A GlobalData report explains how digital twins are set to become a “mainstay” in the sector, particularly given the pressures stemming from the pandemic. Digital twins are highlighted as improving overall asset visibility to identify areas for cost reduction and ensure long-term sustainable operations. 

  • Manufacturing productivity with digital twins  

The growth of digital twins in the manufacturing sector goes hand in hand with the rise of IoT in Industry 4.0 on the factory floor. A study conducted by Research and Markets indicates up to 89% of all IoT platforms will include digital twins by 2025, with digital twins expected to increase productivity and reduce costs across the sector.

As a manufacturer of the assets, TEST-FUCHS looks at the engineering, design, and procurement data of the asset it is selling. TEST-FUCHS also has full control of an IoT-enabled test facility to provide maintenance data in real-time and then execute that maintenance in its repair shop. This gives the company a deep view of the data which builds up in an asset’s lifecycle and provides visibility across the entire digital twin landscape around every asset. 

  1. Best of both worlds – Rolls-Royce in Aerospace and Defense 

In order to predict asset issues as well as risk management, commercial, aviation and defense organizations are exploring digital twins as a one of the solutions.

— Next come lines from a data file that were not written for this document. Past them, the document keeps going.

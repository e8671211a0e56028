//! Durable key/value storage for client state.
//!
//! SYSTEM CONTEXT
//! ==============
//! Plays the role browser `localStorage` plays for a web client: string
//! values under string keys that survive a restart. `FileStorage` keeps the
//! whole map in one JSON file; `MemoryStorage` is the non-durable variant
//! used for ephemeral sessions and tests.

#[cfg(test)]
#[path = "storage_test.rs"]
mod storage_test;

use std::collections::{BTreeMap, HashMap};
use std::io::ErrorKind;
use std::path::{Path, PathBuf};
use std::sync::{Mutex, PoisonError};

/// Errors produced by storage backends.
#[derive(Debug, thiserror::Error)]
pub enum StorageError {
    #[error("storage io failed at {path}: {source}")]
    Io {
        path: PathBuf,
        #[source]
        source: std::io::Error,
    },
    #[error("storage encode failed: {0}")]
    Encode(#[from] serde_json::Error),
    #[error("storage file {path} is not a JSON object")]
    Corrupt { path: PathBuf },
}

/// String key/value store with `localStorage` semantics.
pub trait SessionStorage: Send + Sync {
    /// Read the value stored under `key`.
    ///
    /// # Errors
    ///
    /// Returns an error if the backing medium cannot be read.
    fn get_item(&self, key: &str) -> Result<Option<String>, StorageError>;

    /// Store `value` under `key`, replacing any previous value.
    ///
    /// # Errors
    ///
    /// Returns an error if the backing medium cannot be written.
    fn set_item(&self, key: &str, value: &str) -> Result<(), StorageError>;

    /// Delete `key`. Removing a missing key is not an error.
    ///
    /// # Errors
    ///
    /// Returns an error if the backing medium cannot be written.
    fn remove_item(&self, key: &str) -> Result<(), StorageError>;
}

// =============================================================================
// FILE STORAGE
// =============================================================================

/// JSON-file-backed storage. The file holds a single object of string values.
#[derive(Debug)]
pub struct FileStorage {
    path: PathBuf,
    // Serializes read-modify-write cycles within this process.
    lock: Mutex<()>,
}

impl FileStorage {
    #[must_use]
    pub fn new(path: impl Into<PathBuf>) -> Self {
        Self { path: path.into(), lock: Mutex::new(()) }
    }

    #[must_use]
    pub fn path(&self) -> &Path {
        &self.path
    }

    fn io_err(&self, source: std::io::Error) -> StorageError {
        StorageError::Io { path: self.path.clone(), source }
    }

    fn read_map(&self) -> Result<BTreeMap<String, String>, StorageError> {
        let raw = match std::fs::read_to_string(&self.path) {
            Ok(raw) => raw,
            Err(e) if e.kind() == ErrorKind::NotFound => return Ok(BTreeMap::new()),
            Err(e) => return Err(self.io_err(e)),
        };
        if raw.trim().is_empty() {
            return Ok(BTreeMap::new());
        }
        serde_json::from_str(&raw).map_err(|_| StorageError::Corrupt { path: self.path.clone() })
    }

    fn write_map(&self, map: &BTreeMap<String, String>) -> Result<(), StorageError> {
        if let Some(parent) = self.path.parent() {
            if !parent.as_os_str().is_empty() {
                std::fs::create_dir_all(parent).map_err(|e| self.io_err(e))?;
            }
        }
        let raw = serde_json::to_string_pretty(map)?;
        let tmp = self.path.with_extension("json.tmp");
        std::fs::write(&tmp, raw).map_err(|e| self.io_err(e))?;
        std::fs::rename(&tmp, &self.path).map_err(|e| self.io_err(e))
    }

    fn modify(&self, f: impl FnOnce(&mut BTreeMap<String, String>) -> bool) -> Result<(), StorageError> {
        let _guard = self.lock.lock().unwrap_or_else(PoisonError::into_inner);
        let mut map = match self.read_map() {
            Ok(map) => map,
            Err(StorageError::Corrupt { path }) => {
                tracing::warn!(path = %path.display(), "storage file corrupt; starting empty");
                BTreeMap::new()
            }
            Err(e) => return Err(e),
        };
        if f(&mut map) {
            self.write_map(&map)?;
        }
        Ok(())
    }
}

impl SessionStorage for FileStorage {
    fn get_item(&self, key: &str) -> Result<Option<String>, StorageError> {
        let _guard = self.lock.lock().unwrap_or_else(PoisonError::into_inner);
        Ok(self.read_map()?.remove(key))
    }

    fn set_item(&self, key: &str, value: &str) -> Result<(), StorageError> {
        self.modify(|map| {
            map.insert(key.to_owned(), value.to_owned());
            true
        })
    }

    fn remove_item(&self, key: &str) -> Result<(), StorageError> {
        self.modify(|map| map.remove(key).is_some())
    }
}

// =============================================================================
// MEMORY STORAGE
// =============================================================================

/// Process-local storage; contents vanish with the process.
#[derive(Debug, Default)]
pub struct MemoryStorage {
    items: Mutex<HashMap<String, String>>,
}

impl MemoryStorage {
    #[must_use]
    pub fn new() -> Self {
        Self::default()
    }
}

impl SessionStorage for MemoryStorage {
    fn get_item(&self, key: &str) -> Result<Option<String>, StorageError> {
        let items = self.items.lock().unwrap_or_else(PoisonError::into_inner);
        Ok(items.get(key).cloned())
    }

    fn set_item(&self, key: &str, value: &str) -> Result<(), StorageError> {
        let mut items = self.items.lock().unwrap_or_else(PoisonError::into_inner);
        items.insert(key.to_owned(), value.to_owned());
        Ok(())
    }

    fn remove_item(&self, key: &str) -> Result<(), StorageError> {
        let mut items = self.items.lock().unwrap_or_else(PoisonError::into_inner);
        items.remove(key);
        Ok(())
    }
}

As an example, aerospace and defense OEM, Rolls-Royce is combining the physical and digital worlds by using digital twins to make data-driven decisions, increase availability, and minimize unexpected maintenance disruption across its engines. In addition to MRO data from Rolls-Royce engine facilities, the engine supplier is collecting data from multiple sources, such as information on engine health from airline maintenance management systems and contextual real time engine flying conditions, and analyzing this through a digital twin.

For a smother process, the IFS Maintenix solution helps to automate two-way data sharing and allows Rolls-Royce to collaborate and share more information with airlines about the work which happens on their enginesfor instance, which engine parts have been switched or inspected and even if any other aircraft systems have been impacted by engine behavior. This allows for a higher resolution digital twin and is a way to deliver these digital insights to improve physical part use while in-service.

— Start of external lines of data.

//! Route guard gating protected views on the session.
//!
//! SYSTEM CONTEXT
//! ==============
//! A guard wraps one protected route. On mount it subscribes to the session
//! store, triggers hydration if needed, and decides between a loading
//! indicator, nothing (while redirecting to login), or the route's children.
//!
//! STATE MACHINE
//! =============
//! `Unhydrated -> Hydrating -> {Authenticated, Unauthenticated}`.
//! `Authenticated -> Unauthenticated` on token rejection or logout, and back
//! on a later login while mounted. A fresh process starts at `Unhydrated`.
//!
//! TRADE-OFFS
//! ==========
//! A verification that cannot reach the backend keeps the session (fail-open)
//! until `max_network_failures` consecutive failures, after which the token is
//! treated as rejected. `0` disables the bound. The count lives on the session,
//! not the guard, so it accumulates across guards and process restarts.

#[cfg(test)]
#[path = "guard_test.rs"]
mod guard_test;

use std::sync::{Arc, Mutex, MutexGuard, PoisonError};

use crate::net::api::AuthApi;
use crate::state::session::{Session, SessionStore, SubscriptionId};

pub const DEFAULT_LOGIN_PATH: &str = "/login";
pub const DEFAULT_MAX_NETWORK_FAILURES: u32 = 3;

/// Client-side navigation sink. The composition root decides what "go to
/// `path`" means.
pub trait Navigator: Send + Sync {
    fn navigate(&self, path: &str);
}

#[derive(Clone, Copy, Debug, PartialEq, Eq)]
pub enum GuardPhase {
    Unhydrated,
    Hydrating,
    Authenticated,
    Unauthenticated,
}

/// What the guarded route should render right now.
#[derive(Clone, Copy, Debug, PartialEq, Eq)]
pub enum GuardView {
    Loading,
    /// Unauthenticated; a redirect has been issued.
    Nothing,
    Children,
}

/// Outcome of the background token check.
#[derive(Clone, Copy, Debug, PartialEq, Eq)]
pub enum Verification {
    NotStarted,
    Pending,
    Verified,
    /// The backend refused the token; the session was logged out.
    Rejected,
    /// The backend could not be reached; the session was kept.
    Unreachable,
    /// No usable token at the time of the check.
    Skipped,
}

#[derive(Clone, Debug, PartialEq, Eq)]
pub struct GuardOptions {
    pub login_path: String,
    pub verify_on_mount: bool,
    pub max_network_failures: u32,
}

impl Default for GuardOptions {
    fn default() -> Self {
        Self {
            login_path: DEFAULT_LOGIN_PATH.to_owned(),
            verify_on_mount: true,
            max_network_failures: DEFAULT_MAX_NETWORK_FAILURES,
        }
    }
}

/// Guard phase implied by a session snapshot.
#[must_use]
pub fn phase_of(session: &Session) -> GuardPhase {
    if !session.is_hydrated {
        if session.is_loading { GuardPhase::Hydrating } else { GuardPhase::Unhydrated }
    } else if session.is_authenticated() {
        GuardPhase::Authenticated
    } else {
        GuardPhase::Unauthenticated
    }
}

/// Login path carrying the protected route as `next`.
#[must_use]
pub fn login_redirect(login_path: &str, next: &str) -> String {
    if next.is_empty() || next == login_path {
        return login_path.to_owned();
    }
    let sep = if login_path.contains('?') { '&' } else { '?' };
    let encoded: String = url::form_urlencoded::byte_serialize(next.as_bytes()).collect();
    format!("{login_path}{sep}next={encoded}")
}

// =============================================================================
// SHARED STATE
// =============================================================================

struct GuardState {
    mounted: bool,
    phase: GuardPhase,
    history: Vec<GuardPhase>,
    verification: Verification,
    redirected: bool,
}

struct GuardShared {
    store: Arc<SessionStore>,
    api: Arc<dyn AuthApi>,
    navigator: Arc<dyn Navigator>,
    route: String,
    options: GuardOptions,
    state: Mutex<GuardState>,
}

impl GuardShared {
    fn state(&self) -> MutexGuard<'_, GuardState> {
        self.state.lock().unwrap_or_else(PoisonError::into_inner)
    }

    /// Fold a session snapshot into the guard. Issues at most one redirect
    /// per entry into `Unauthenticated`.
    fn sync(&self, session: &Session) {
        let phase = phase_of(session);
        let redirect = {
            let mut state = self.state();
            if !state.mounted {
                return;
            }
            if state.phase != phase {
                tracing::debug!(route = %self.route, from = ?state.phase, to = ?phase, "guard phase change");
                state.phase = phase;
                state.history.push(phase);
                if phase == GuardPhase::Authenticated && state.verification == Verification::Rejected {
                    state.verification = Verification::NotStarted;
                }
            }
            match phase {
                GuardPhase::Authenticated => {
                    state.redirected = false;
                    false
                }
                GuardPhase::Unauthenticated if !state.redirected => {
                    state.redirected = true;
                    true
                }
                _ => false,
            }
        };
        if redirect {
            let target = login_redirect(&self.options.login_path, &self.route);
            tracing::info!(route = %self.route, %target, "unauthenticated; redirecting to login");
            self.navigator.navigate(&target);
        }
    }

    async fn verify(&self) -> Verification {
        let session = self.store.snapshot();
        let Some(token) = session.active_token().map(str::to_owned) else {
            return self.finish(Verification::Skipped);
        };
        if !session.is_authenticated() {
            return self.finish(Verification::Skipped);
        }
        self.state().verification = Verification::Pending;

        let result = self.api.verify_token(&token).await;

        // A logout or re-login while the request was in flight makes the
        // answer irrelevant to the current session.
        if self.store.snapshot().token.as_deref() != Some(token.as_str()) {
            tracing::debug!(route = %self.route, "token changed during verification; ignoring result");
            return self.finish(Verification::Skipped);
        }

        match result {
            Ok(user) => {
                self.store.clear_verify_failures();
                self.store.set_user(user);
                tracing::info!(route = %self.route, "token verified");
                self.finish(Verification::Verified)
            }
            Err(e) if e.is_rejection() => {
                tracing::warn!(route = %self.route, error = %e, "token rejected; logging out");
                self.reject()
            }
            Err(e) => {
                let failures = self.store.record_verify_failure();
                let bound = self.options.max_network_failures;
                if bound > 0 && failures >= bound {
                    tracing::warn!(route = %self.route, error = %e, failures, "verification failed too often; logging out");
                    return self.reject();
                }
                tracing::warn!(route = %self.route, error = %e, failures, "verification unreachable; keeping session");
                self.finish(Verification::Unreachable)
            }
        }
    }

    fn reject(&self) -> Verification {
        self.state().verification = Verification::Rejected;
        self.store.invalidate();
        if let Err(e) = self.store.logout() {
            tracing::warn!(route = %self.route, error = %e, "rejected token left in storage");
        }
        Verification::Rejected
    }

    fn finish(&self, outcome: Verification) -> Verification {
        self.state().verification = outcome;
        outcome
    }
}

// =============================================================================
// ROUTE GUARD
// =============================================================================

/// Gate for one protected route. Unsubscribes from the store on unmount or
/// drop.
pub struct RouteGuard {
    shared: Arc<GuardShared>,
    subscription: Option<SubscriptionId>,
}

impl RouteGuard {
    pub fn new(
        store: Arc<SessionStore>,
        api: Arc<dyn AuthApi>,
        navigator: Arc<dyn Navigator>,
        route: impl Into<String>,
        options: GuardOptions,
    ) -> Self {
        let state = GuardState {
            mounted: false,
            phase: GuardPhase::Unhydrated,
            history: vec![GuardPhase::Unhydrated],
            verification: Verification::NotStarted,
            redirected: false,
        };
        let shared = GuardShared {
            store,
            api,
            navigator,
            route: route.into(),
            options,
            state: Mutex::new(state),
        };
        Self { shared: Arc::new(shared), subscription: None }
    }

    /// Subscribe to the store and hydrate it if needed. Does not verify.
    pub fn mount(&mut self) -> GuardView {
        if self.subscription.is_none() {
            let shared = Arc::clone(&self.shared);
            let id = self.shared.store.subscribe(move |session| shared.sync(session));
            self.subscription = Some(id);
            self.shared.state().mounted = true;
            tracing::debug!(route = %self.shared.route, "guard mounted");
        }
        let session = self.shared.store.snapshot();
        self.shared.sync(&session);
        if !session.is_hydrated {
            self.shared.store.initialize_auth();
        }
        self.view()
    }

    /// Mount, then run the token check inline when configured to.
    pub async fn mount_and_verify(&mut self) -> GuardView {
        self.mount();
        if self.shared.options.verify_on_mount && self.phase() == GuardPhase::Authenticated {
            self.verify().await;
        }
        self.view()
    }

    /// Check the held token against the backend.
    pub async fn verify(&self) -> Verification {
        self.shared.verify().await
    }

    /// Run the token check on the tokio runtime without blocking rendering.
    pub fn spawn_verification(&self) -> tokio::task::JoinHandle<Verification> {
        let shared = Arc::clone(&self.shared);
        tokio::spawn(async move { shared.verify().await })
    }

    pub fn unmount(&mut self) {
        if let Some(id) = self.subscription.take() {
            self.shared.store.unsubscribe(id);
            self.shared.state().mounted = false;
            tracing::debug!(route = %self.shared.route, "guard unmounted");
        }
    }

    #[must_use]
    pub fn is_mounted(&self) -> bool {
        self.subscription.is_some()
    }

    #[must_use]
    pub fn phase(&self) -> GuardPhase {
        self.shared.state().phase
    }

    /// Every phase entered since construction, in order.
    #[must_use]
    pub fn phase_history(&self) -> Vec<GuardPhase> {
        self.shared.state().history.clone()
    }

    #[must_use]
    pub fn verification(&self) -> Verification {
        self.shared.state().verification
    }

    #[must_use]
    pub fn route(&self) -> &str {
        &self.shared.route
    }

    #[must_use]
    pub fn redirect_target(&self) -> String {
        login_redirect(&self.shared.options.login_path, &self.shared.route)
    }

    #[must_use]
    pub fn view(&self) -> GuardView {
        let session = self.shared.store.snapshot();
        let (mounted, verification) = {
            let state = self.shared.state();
            (state.mounted, state.verification)
        };
        if !mounted || !session.is_hydrated || session.is_loading {
            GuardView::Loading
        } else if session.is_authenticated() && verification != Verification::Rejected {
            GuardView::Children
        } else {
            GuardView::Nothing
        }
    }

    /// Run `children` only when the view is [`GuardView::Children`].
    pub fn render<T>(&self, children: impl FnOnce(&Session) -> T) -> Option<T> {
        if self.view() == GuardView::Children {
            Some(children(&self.shared.store.snapshot()))
        } else {
            None
        }
    }
}

impl Drop for RouteGuard {
    fn drop(&mut self) {
        self.unmount();
    }
}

The U.S. Navy has just introduced a maintenance program to take advantage of digital twins with its all-encompassing The Naval Maintenance, Repair and Overhaul (N-MRO) solution that uses a combination of AI, digital twin capabilities and predictive analytics to anticipate and react to potential equipment failures before they happen, again supported by an intelligent maintenance solution. This proactive solution will contribute to the enhanced support of maintenance, supply logistics, real-time fleet management, and other business functions for more than 3,000 assets and 200,000 sailors. 

Enterprise technology – a strategic digital twins’ enabler 

Ultimately, agile and flexible enterprise software is essential for organizations to truly realize the potential of digital twin technology. 

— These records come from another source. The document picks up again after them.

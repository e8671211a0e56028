//! Networking modules for the backend REST API.
//!
//! SYSTEM CONTEXT
//! ==============
//! `api` performs HTTP calls and classifies failures; `types` defines the
//! JSON shapes exchanged with the backend.

pub mod api;
pub mod types;
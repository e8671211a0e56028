//! Client-side session core for the CRM console.
//!
//! SYSTEM CONTEXT
//! ==============
//! `state` holds the session and persists it, `guard` gates protected views
//! on that session, `net` talks to the backend, and `console` wires one of
//! each together for the `crm-console` binary.

pub mod config;
pub mod console;
pub mod guard;
pub mod net;
pub mod state;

An effective digital twin strategy requires the support of software geared towards data-driven decision-making. Much of the data required for digital twin technology sits within supporting business applications. There, assets are mapped within enterprise software such as historical maintenance data, work orders, and original engineering and design data. In some cases, supporting enterprise applications act as a digital twin of certain processes, while in others the enterprise software could be the source of the digital twin.

The future is a blending of physical and digital

The digital world is becoming more of a reflection of the physical. Digital twin technology and IoT is changing the boundaries of the physical world. Those organizations that have the fundamental software in place to support this data aggregation, analysis and action are well placed to start capitalizing on the benefits of digital twins.